Als 2016 die ersten Terminservicestellen an den Start gingen, zweifelten viele am Erfolg des Projekts. Sieben Jahre später zeigt sich: Die Nachfrage ist immens, der Aufwand riesig. Die wirklichen Probleme im System lösen die TSS aber nicht.
In den Hausarztpraxen sind nach dem Ende der Pandemie weiter die Wartezimmer voll.

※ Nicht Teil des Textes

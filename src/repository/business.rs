use async_trait::async_trait;
use sqlx::PgPool;

use crate::error::AppError;
use crate::models::business::{
    Activity, ClientStats, NewOrder, NewPayment, NewProject, NewQuote, Order, OrderStatus, Payment,
    Project, ProjectChanges, Quote, QuoteStatus,
};

const PROJECT_COLUMNS: &str =
    "id, user_id, name, description, status, progress, start_date, due_date, budget, created_at, updated_at";
const PAYMENT_COLUMNS: &str = "id, user_id, project_id, concept, amount, status, method, paid_at, created_at";
const QUOTE_COLUMNS: &str =
    "id, user_id, title, description, amount, status, valid_until, created_at, updated_at";
const ORDER_COLUMNS: &str = "id, user_id, service, description, amount, status, created_at, updated_at";

/// Projects, payments, quotes, orders and the activity log.
///
/// The `*_for` methods are scoped to one owner; the `all_*`/`insert_*` methods
/// back the admin panel.
#[async_trait]
pub trait BusinessRepository: Send + Sync {
    async fn stats_for(&self, user_id: i64) -> Result<ClientStats, AppError>;
    async fn projects_for(&self, user_id: i64) -> Result<Vec<Project>, AppError>;
    async fn payments_for(&self, user_id: i64) -> Result<Vec<Payment>, AppError>;
    async fn quotes_for(&self, user_id: i64) -> Result<Vec<Quote>, AppError>;
    async fn orders_for(&self, user_id: i64) -> Result<Vec<Order>, AppError>;
    async fn activity_for(&self, user_id: i64, limit: i64) -> Result<Vec<Activity>, AppError>;

    async fn find_quote(&self, id: i64) -> Result<Option<Quote>, AppError>;
    async fn find_order(&self, id: i64) -> Result<Option<Order>, AppError>;

    /// Compare-and-set on status: `None` when the row is no longer in `from`.
    async fn transition_quote(
        &self,
        id: i64,
        from: QuoteStatus,
        to: QuoteStatus,
    ) -> Result<Option<Quote>, AppError>;

    /// Compare-and-set on status: `None` when the row is no longer in `from`.
    async fn transition_order(
        &self,
        id: i64,
        from: OrderStatus,
        to: OrderStatus,
    ) -> Result<Option<Order>, AppError>;

    async fn record_activity(&self, user_id: i64, action: &str, description: &str) -> Result<(), AppError>;

    async fn all_projects(&self) -> Result<Vec<Project>, AppError>;
    async fn insert_project(&self, project: NewProject) -> Result<Project, AppError>;
    async fn update_project(&self, id: i64, changes: ProjectChanges) -> Result<Option<Project>, AppError>;
    async fn delete_project(&self, id: i64) -> Result<u64, AppError>;

    async fn all_quotes(&self) -> Result<Vec<Quote>, AppError>;
    async fn insert_quote(&self, quote: NewQuote) -> Result<Quote, AppError>;

    async fn all_orders(&self) -> Result<Vec<Order>, AppError>;
    async fn insert_order(&self, order: NewOrder) -> Result<Order, AppError>;

    async fn all_payments(&self) -> Result<Vec<Payment>, AppError>;
    async fn insert_payment(&self, payment: NewPayment) -> Result<Payment, AppError>;
}

#[derive(Clone)]
pub struct PgBusinessRepository {
    pool: PgPool,
}

impl PgBusinessRepository {
    pub fn new(pool: PgPool) -> Self {
        Self { pool }
    }
}

#[async_trait]
impl BusinessRepository for PgBusinessRepository {
    async fn stats_for(&self, user_id: i64) -> Result<ClientStats, AppError> {
        let stats = sqlx::query_as::<_, ClientStats>(
            "SELECT
                (SELECT COUNT(*) FROM projects WHERE user_id = $1) AS total_projects,
                (SELECT COUNT(*) FROM projects WHERE user_id = $1 AND status = 'in_progress') AS active_projects,
                (SELECT COUNT(*) FROM projects WHERE user_id = $1 AND status = 'completed') AS completed_projects,
                (SELECT COALESCE(SUM(amount), 0)::FLOAT8 FROM payments WHERE user_id = $1 AND status = 'paid') AS total_paid,
                (SELECT COALESCE(SUM(amount), 0)::FLOAT8 FROM payments WHERE user_id = $1 AND status = 'pending') AS pending_amount,
                (SELECT COUNT(*) FROM quotes WHERE user_id = $1 AND status = 'pending') AS pending_quotes,
                (SELECT COUNT(*) FROM orders WHERE user_id = $1 AND status = 'active') AS active_orders",
        )
        .bind(user_id)
        .fetch_one(&self.pool)
        .await?;
        Ok(stats)
    }

    async fn projects_for(&self, user_id: i64) -> Result<Vec<Project>, AppError> {
        let rows = sqlx::query_as::<_, Project>(&format!(
            "SELECT {PROJECT_COLUMNS} FROM projects WHERE user_id = $1 ORDER BY created_at DESC, id DESC"
        ))
        .bind(user_id)
        .fetch_all(&self.pool)
        .await?;
        Ok(rows)
    }

    async fn payments_for(&self, user_id: i64) -> Result<Vec<Payment>, AppError> {
        let rows = sqlx::query_as::<_, Payment>(&format!(
            "SELECT {PAYMENT_COLUMNS} FROM payments WHERE user_id = $1 ORDER BY created_at DESC, id DESC"
        ))
        .bind(user_id)
        .fetch_all(&self.pool)
        .await?;
        Ok(rows)
    }

    async fn quotes_for(&self, user_id: i64) -> Result<Vec<Quote>, AppError> {
        let rows = sqlx::query_as::<_, Quote>(&format!(
            "SELECT {QUOTE_COLUMNS} FROM quotes WHERE user_id = $1 ORDER BY created_at DESC, id DESC"
        ))
        .bind(user_id)
        .fetch_all(&self.pool)
        .await?;
        Ok(rows)
    }

    async fn orders_for(&self, user_id: i64) -> Result<Vec<Order>, AppError> {
        let rows = sqlx::query_as::<_, Order>(&format!(
            "SELECT {ORDER_COLUMNS} FROM orders WHERE user_id = $1 ORDER BY created_at DESC, id DESC"
        ))
        .bind(user_id)
        .fetch_all(&self.pool)
        .await?;
        Ok(rows)
    }

    async fn activity_for(&self, user_id: i64, limit: i64) -> Result<Vec<Activity>, AppError> {
        let rows = sqlx::query_as::<_, Activity>(
            "SELECT id, user_id, action, description, created_at
             FROM activity_log WHERE user_id = $1
             ORDER BY created_at DESC, id DESC
             LIMIT $2",
        )
        .bind(user_id)
        .bind(limit)
        .fetch_all(&self.pool)
        .await?;
        Ok(rows)
    }

    async fn find_quote(&self, id: i64) -> Result<Option<Quote>, AppError> {
        let row = sqlx::query_as::<_, Quote>(&format!("SELECT {QUOTE_COLUMNS} FROM quotes WHERE id = $1"))
            .bind(id)
            .fetch_optional(&self.pool)
            .await?;
        Ok(row)
    }

    async fn find_order(&self, id: i64) -> Result<Option<Order>, AppError> {
        let row = sqlx::query_as::<_, Order>(&format!("SELECT {ORDER_COLUMNS} FROM orders WHERE id = $1"))
            .bind(id)
            .fetch_optional(&self.pool)
            .await?;
        Ok(row)
    }

    async fn transition_quote(
        &self,
        id: i64,
        from: QuoteStatus,
        to: QuoteStatus,
    ) -> Result<Option<Quote>, AppError> {
        let row = sqlx::query_as::<_, Quote>(&format!(
            "UPDATE quotes SET status = $3, updated_at = NOW()
             WHERE id = $1 AND status = $2
             RETURNING {QUOTE_COLUMNS}"
        ))
        .bind(id)
        .bind(from.as_str())
        .bind(to.as_str())
        .fetch_optional(&self.pool)
        .await?;
        Ok(row)
    }

    async fn transition_order(
        &self,
        id: i64,
        from: OrderStatus,
        to: OrderStatus,
    ) -> Result<Option<Order>, AppError> {
        let row = sqlx::query_as::<_, Order>(&format!(
            "UPDATE orders SET status = $3, updated_at = NOW()
             WHERE id = $1 AND status = $2
             RETURNING {ORDER_COLUMNS}"
        ))
        .bind(id)
        .bind(from.as_str())
        .bind(to.as_str())
        .fetch_optional(&self.pool)
        .await?;
        Ok(row)
    }

    async fn record_activity(&self, user_id: i64, action: &str, description: &str) -> Result<(), AppError> {
        sqlx::query("INSERT INTO activity_log (user_id, action, description) VALUES ($1, $2, $3)")
            .bind(user_id)
            .bind(action)
            .bind(description)
            .execute(&self.pool)
            .await?;
        Ok(())
    }

    async fn all_projects(&self) -> Result<Vec<Project>, AppError> {
        let rows = sqlx::query_as::<_, Project>(&format!(
            "SELECT {PROJECT_COLUMNS} FROM projects ORDER BY created_at DESC, id DESC"
        ))
        .fetch_all(&self.pool)
        .await?;
        Ok(rows)
    }

    async fn insert_project(&self, project: NewProject) -> Result<Project, AppError> {
        let row = sqlx::query_as::<_, Project>(&format!(
            "INSERT INTO projects (user_id, name, description, status, progress, start_date, due_date, budget)
             VALUES ($1, $2, $3, $4, $5, $6, $7, $8)
             RETURNING {PROJECT_COLUMNS}"
        ))
        .bind(project.user_id)
        .bind(&project.name)
        .bind(&project.description)
        .bind(project.status.as_str())
        .bind(project.progress)
        .bind(project.start_date)
        .bind(project.due_date)
        .bind(project.budget)
        .fetch_one(&self.pool)
        .await?;
        Ok(row)
    }

    async fn update_project(&self, id: i64, changes: ProjectChanges) -> Result<Option<Project>, AppError> {
        let row = sqlx::query_as::<_, Project>(&format!(
            "UPDATE projects SET
                name = COALESCE($2, name),
                description = CASE WHEN $3 THEN $4 ELSE description END,
                status = COALESCE($5, status),
                progress = COALESCE($6, progress),
                start_date = COALESCE($7, start_date),
                due_date = COALESCE($8, due_date),
                budget = COALESCE($9, budget),
                updated_at = NOW()
             WHERE id = $1
             RETURNING {PROJECT_COLUMNS}"
        ))
        .bind(id)
        .bind(changes.name)
        .bind(changes.description.is_some())
        .bind(changes.description.flatten())
        .bind(changes.status.map(|s| s.as_str()))
        .bind(changes.progress)
        .bind(changes.start_date)
        .bind(changes.due_date)
        .bind(changes.budget)
        .fetch_optional(&self.pool)
        .await?;
        Ok(row)
    }

    async fn delete_project(&self, id: i64) -> Result<u64, AppError> {
        let result = sqlx::query("DELETE FROM projects WHERE id = $1")
            .bind(id)
            .execute(&self.pool)
            .await?;
        Ok(result.rows_affected())
    }

    async fn all_quotes(&self) -> Result<Vec<Quote>, AppError> {
        let rows = sqlx::query_as::<_, Quote>(&format!(
            "SELECT {QUOTE_COLUMNS} FROM quotes ORDER BY created_at DESC, id DESC"
        ))
        .fetch_all(&self.pool)
        .await?;
        Ok(rows)
    }

    async fn insert_quote(&self, quote: NewQuote) -> Result<Quote, AppError> {
        let row = sqlx::query_as::<_, Quote>(&format!(
            "INSERT INTO quotes (user_id, title, description, amount, valid_until)
             VALUES ($1, $2, $3, $4, $5)
             RETURNING {QUOTE_COLUMNS}"
        ))
        .bind(quote.user_id)
        .bind(&quote.title)
        .bind(&quote.description)
        .bind(quote.amount)
        .bind(quote.valid_until)
        .fetch_one(&self.pool)
        .await?;
        Ok(row)
    }

    async fn all_orders(&self) -> Result<Vec<Order>, AppError> {
        let rows = sqlx::query_as::<_, Order>(&format!(
            "SELECT {ORDER_COLUMNS} FROM orders ORDER BY created_at DESC, id DESC"
        ))
        .fetch_all(&self.pool)
        .await?;
        Ok(rows)
    }

    async fn insert_order(&self, order: NewOrder) -> Result<Order, AppError> {
        let row = sqlx::query_as::<_, Order>(&format!(
            "INSERT INTO orders (user_id, service, description, amount)
             VALUES ($1, $2, $3, $4)
             RETURNING {ORDER_COLUMNS}"
        ))
        .bind(order.user_id)
        .bind(&order.service)
        .bind(&order.description)
        .bind(order.amount)
        .fetch_one(&self.pool)
        .await?;
        Ok(row)
    }

    async fn all_payments(&self) -> Result<Vec<Payment>, AppError> {
        let rows = sqlx::query_as::<_, Payment>(&format!(
            "SELECT {PAYMENT_COLUMNS} FROM payments ORDER BY created_at DESC, id DESC"
        ))
        .fetch_all(&self.pool)
        .await?;
        Ok(rows)
    }

    async fn insert_payment(&self, payment: NewPayment) -> Result<Payment, AppError> {
        let row = sqlx::query_as::<_, Payment>(&format!(
            "INSERT INTO payments (user_id, project_id, concept, amount, status, method, paid_at)
             VALUES ($1, $2, $3, $4, $5, $6, CASE WHEN $5 = 'paid' THEN NOW() END)
             RETURNING {PAYMENT_COLUMNS}"
        ))
        .bind(payment.user_id)
        .bind(payment.project_id)
        .bind(&payment.concept)
        .bind(payment.amount)
        .bind(payment.status.as_str())
        .bind(&payment.method)
        .fetch_one(&self.pool)
        .await?;
        Ok(row)
    }
}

Immer weniger Hausärztinnen und -ärzte versorgen immer mehr Versicherte. Und auch der EBM mit seinen Vorgaben zwingt Ärztinnen und Ärzte darüber hinaus zu noch mehr vermeidbaren Kontakten in ihren Praxen.
Mehrere Studien haben dabei auch gezeigt, dass Deutschland bei der Menge der Arzt-Patienten-Kontakte im europäischen Vergleich eine Spitzenposition einnimmt. Eigentlich müssten deshalb, um die zur Verfügung stehende Zeit der Ärztinnen und Ärzte effektiv zu nutzen, Termine viel zielgenauer vergeben werden. Steuerung ist das Gebot der Stunde.
Die Idee der Politik ist jedoch, das Problem der knappen Ressourcen mit den Terminservicestellen (TSS) zu lösen. In der Realität zeigt sich aber: Dieser sehr aufwendige Weg kratzt bestenfalls an der Oberfläche der Probleme.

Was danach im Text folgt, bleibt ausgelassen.